***** Entries shown
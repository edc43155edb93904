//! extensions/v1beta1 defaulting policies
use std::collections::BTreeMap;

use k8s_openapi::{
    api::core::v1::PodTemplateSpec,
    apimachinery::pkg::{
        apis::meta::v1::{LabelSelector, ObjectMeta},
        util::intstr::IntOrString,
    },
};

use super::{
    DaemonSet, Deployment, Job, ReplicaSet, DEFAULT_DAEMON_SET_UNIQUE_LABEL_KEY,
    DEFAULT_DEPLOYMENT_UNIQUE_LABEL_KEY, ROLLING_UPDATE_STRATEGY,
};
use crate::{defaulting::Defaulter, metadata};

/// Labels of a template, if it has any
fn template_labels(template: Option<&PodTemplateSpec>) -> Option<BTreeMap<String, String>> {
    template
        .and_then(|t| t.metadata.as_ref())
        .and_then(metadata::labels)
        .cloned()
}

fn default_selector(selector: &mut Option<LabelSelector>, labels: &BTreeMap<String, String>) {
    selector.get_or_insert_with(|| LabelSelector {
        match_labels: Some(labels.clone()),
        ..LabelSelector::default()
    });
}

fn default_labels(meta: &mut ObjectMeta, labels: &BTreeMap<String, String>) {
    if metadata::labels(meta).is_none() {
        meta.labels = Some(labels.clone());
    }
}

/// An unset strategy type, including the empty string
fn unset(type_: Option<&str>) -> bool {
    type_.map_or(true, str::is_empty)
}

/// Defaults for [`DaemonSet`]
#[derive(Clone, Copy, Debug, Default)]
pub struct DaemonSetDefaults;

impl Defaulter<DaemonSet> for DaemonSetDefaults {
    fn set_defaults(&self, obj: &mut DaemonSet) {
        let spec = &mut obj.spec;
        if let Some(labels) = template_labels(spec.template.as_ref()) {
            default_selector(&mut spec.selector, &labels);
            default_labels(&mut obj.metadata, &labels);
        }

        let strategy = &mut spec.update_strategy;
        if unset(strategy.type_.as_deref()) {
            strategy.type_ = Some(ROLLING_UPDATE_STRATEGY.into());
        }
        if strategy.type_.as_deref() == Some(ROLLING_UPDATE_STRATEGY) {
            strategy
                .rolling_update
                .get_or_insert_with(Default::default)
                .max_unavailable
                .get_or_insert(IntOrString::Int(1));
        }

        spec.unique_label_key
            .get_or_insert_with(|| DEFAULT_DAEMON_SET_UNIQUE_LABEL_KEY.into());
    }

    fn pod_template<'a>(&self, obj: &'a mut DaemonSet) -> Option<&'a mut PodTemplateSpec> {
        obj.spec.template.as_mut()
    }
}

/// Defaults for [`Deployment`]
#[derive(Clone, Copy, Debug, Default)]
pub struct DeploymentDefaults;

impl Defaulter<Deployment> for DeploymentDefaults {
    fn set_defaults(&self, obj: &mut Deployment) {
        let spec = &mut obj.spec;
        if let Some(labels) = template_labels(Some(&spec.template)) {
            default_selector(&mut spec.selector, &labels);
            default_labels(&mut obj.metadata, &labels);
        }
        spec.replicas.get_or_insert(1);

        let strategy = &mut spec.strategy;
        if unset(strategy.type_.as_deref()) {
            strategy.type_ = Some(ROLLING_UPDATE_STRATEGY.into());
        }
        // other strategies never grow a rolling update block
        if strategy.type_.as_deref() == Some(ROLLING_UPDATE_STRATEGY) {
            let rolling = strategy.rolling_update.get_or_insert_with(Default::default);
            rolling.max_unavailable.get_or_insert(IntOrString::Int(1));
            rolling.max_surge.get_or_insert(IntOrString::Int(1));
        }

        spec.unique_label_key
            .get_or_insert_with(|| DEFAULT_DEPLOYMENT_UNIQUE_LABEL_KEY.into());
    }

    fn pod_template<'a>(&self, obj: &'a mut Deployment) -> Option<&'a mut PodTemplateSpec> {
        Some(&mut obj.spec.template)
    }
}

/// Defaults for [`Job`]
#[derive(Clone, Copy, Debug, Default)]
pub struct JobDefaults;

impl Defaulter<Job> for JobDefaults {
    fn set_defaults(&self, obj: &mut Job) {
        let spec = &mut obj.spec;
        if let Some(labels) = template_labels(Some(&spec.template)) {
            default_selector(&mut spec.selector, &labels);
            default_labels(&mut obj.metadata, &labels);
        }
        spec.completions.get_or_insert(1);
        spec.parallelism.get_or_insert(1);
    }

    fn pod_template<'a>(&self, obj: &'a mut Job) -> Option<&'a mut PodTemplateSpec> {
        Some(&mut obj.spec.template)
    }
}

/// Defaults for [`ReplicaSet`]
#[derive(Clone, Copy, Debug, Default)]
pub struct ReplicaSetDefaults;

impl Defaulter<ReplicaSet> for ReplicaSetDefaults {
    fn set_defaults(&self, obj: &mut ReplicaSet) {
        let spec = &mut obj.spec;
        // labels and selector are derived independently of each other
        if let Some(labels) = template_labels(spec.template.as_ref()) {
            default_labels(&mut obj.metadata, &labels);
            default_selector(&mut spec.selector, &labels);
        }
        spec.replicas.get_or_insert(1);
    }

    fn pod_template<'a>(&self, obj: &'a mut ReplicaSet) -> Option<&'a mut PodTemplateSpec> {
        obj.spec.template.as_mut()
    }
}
**********
Try it
All records above must be set down exactly, please.

Your response
repository edc43155edb93904
//! extensions/v1beta1 defaulting policies
use std::collections::BTreeMap;

use k8s_openapi::{
    api::core::v1::PodTemplateSpec,
    apimachinery::pkg::{
        apis::meta::v1::{LabelSelector, ObjectMeta},
        util::intstr::IntOrString,
    },
};

use super::{
    DaemonSet, Deployment, Job, ReplicaSet, DEFAULT_DAEMON_SET_UNIQUE_LABEL_KEY,
    DEFAULT_DEPLOYMENT_UNIQUE_LABEL_KEY, ROLLING_UPDATE_STRATEGY,
};
use crate::{defaulting::Defaulter, metadata};

/// Labels of a template, if it has any
fn template_labels(template: Option<&PodTemplateSpec>) -> Option<BTreeMap<String, String>> {
    template
        .and_then(|t| t.metadata.as_ref())
        .and_then(metadata::labels)
        .cloned()
}

fn default_selector(selector: &mut Option<LabelSelector>, labels: &BTreeMap<String, String>) {
    selector.get_or_insert_with(|| LabelSelector {
        match_labels: Some(labels.clone()),
        ..LabelSelector::default()
    });
}

fn default_labels(meta: &mut ObjectMeta, labels: &BTreeMap<String, String>) {
    if metadata::labels(meta).is_none() {
        meta.labels = Some(labels.clone());
    }
}

/// An unset strategy type, including the empty string
fn unset(type_: Option<&str>) -> bool {
    type_.map_or(true, str::is_empty)
}

/// Defaults for [`DaemonSet`]
#[derive(Clone, Copy, Debug, Default)]
pub struct DaemonSetDefaults;

impl Defaulter<DaemonSet> for DaemonSetDefaults {
    fn set_defaults(&self, obj: &mut DaemonSet) {
        let spec = &mut obj.spec;
        if let Some(labels) = template_labels(spec.template.as_ref()) {
            default_selector(&mut spec.selector, &labels);
            default_labels(&mut obj.metadata, &labels);
        }

        let strategy = &mut spec.update_strategy;
        if unset(strategy.type_.as_deref()) {
            strategy.type_ = Some(ROLLING_UPDATE_STRATEGY.into());
        }
        if strategy.type_.as_deref() == Some(ROLLING_UPDATE_STRATEGY) {
            strategy
                .rolling_update
                .get_or_insert_with(Default::default)
                .max_unavailable
                .get_or_insert(IntOrString::Int(1));
        }

        spec.unique_label_key
            .get_or_insert_with(|| DEFAULT_DAEMON_SET_UNIQUE_LABEL_KEY.into());
    }

    fn pod_template<'a>(&self, obj: &'a mut DaemonSet) -> Option<&'a mut PodTemplateSpec> {
        obj.spec.template.as_mut()
    }
}

/// Defaults for [`Deployment`]
#[derive(Clone, Copy, Debug, Default)]
pub struct DeploymentDefaults;

impl Defaulter<Deployment> for DeploymentDefaults {
    fn set_defaults(&self, obj: &mut Deployment) {
        let spec = &mut obj.spec;
        if let Some(labels) = template_labels(Some(&spec.template)) {
            default_selector(&mut spec.selector, &labels);
            default_labels(&mut obj.metadata, &labels);
        }
        spec.replicas.get_or_insert(1);

        let strategy = &mut spec.strategy;
        if unset(strategy.type_.as_deref()) {
            strategy.type_ = Some(ROLLING_UPDATE_STRATEGY.into());
        }
        // other strategies never grow a rolling update block
        if strategy.type_.as_deref() == Some(ROLLING_UPDATE_STRATEGY) {
            let rolling = strategy.rolling_update.get_or_insert_with(Default::default);
            rolling.max_unavailable.get_or_insert(IntOrString::Int(1));
            rolling.max_surge.get_or_insert(IntOrString::Int(1));
        }

        spec.unique_label_key
            .get_or_insert_with(|| DEFAULT_DEPLOYMENT_UNIQUE_LABEL_KEY.into());
    }

    fn pod_template<'a>(&self, obj: &'a mut Deployment) -> Option<&'a mut PodTemplateSpec> {
        Some(&mut obj.spec.template)
    }
}

/// Defaults for [`Job`]
#[derive(Clone, Copy, Debug, Default)]
pub struct JobDefaults;

impl Defaulter<Job> for JobDefaults {
    fn set_defaults(&self, obj: &mut Job) {
        let spec = &mut obj.spec;
        if let Some(labels) = template_labels(Some(&spec.template)) {
            default_selector(&mut spec.selector, &labels);
            default_labels(&mut obj.metadata, &labels);
        }
        spec.completions.get_or_insert(1);
        spec.parallelism.get_or_insert(1);
    }

    fn pod_template<'a>(&self, obj: &'a mut Job) -> Option<&'a mut PodTemplateSpec> {
        Some(&mut obj.spec.template)
    }
}

/// Defaults for [`ReplicaSet`]
#[derive(Clone, Copy, Debug, Default)]
pub struct ReplicaSetDefaults;

impl Defaulter<ReplicaSet> for ReplicaSetDefaults {
    fn set_defaults(&self, obj: &mut ReplicaSet) {
        let spec = &mut obj.spec;
        // labels and selector are derived independently of each other
        if let Some(labels) = template_labels(spec.template.as_ref()) {
            default_labels(&mut obj.metadata, &labels);
            default_selector(&mut spec.selector, &labels);
        }
        spec.replicas.get_or_insert(1);
    }

    fn pod_template<'a>(&self, obj: &'a mut ReplicaSet) -> Option<&'a mut PodTemplateSpec> {
        obj.spec.template.as_mut()
    }
}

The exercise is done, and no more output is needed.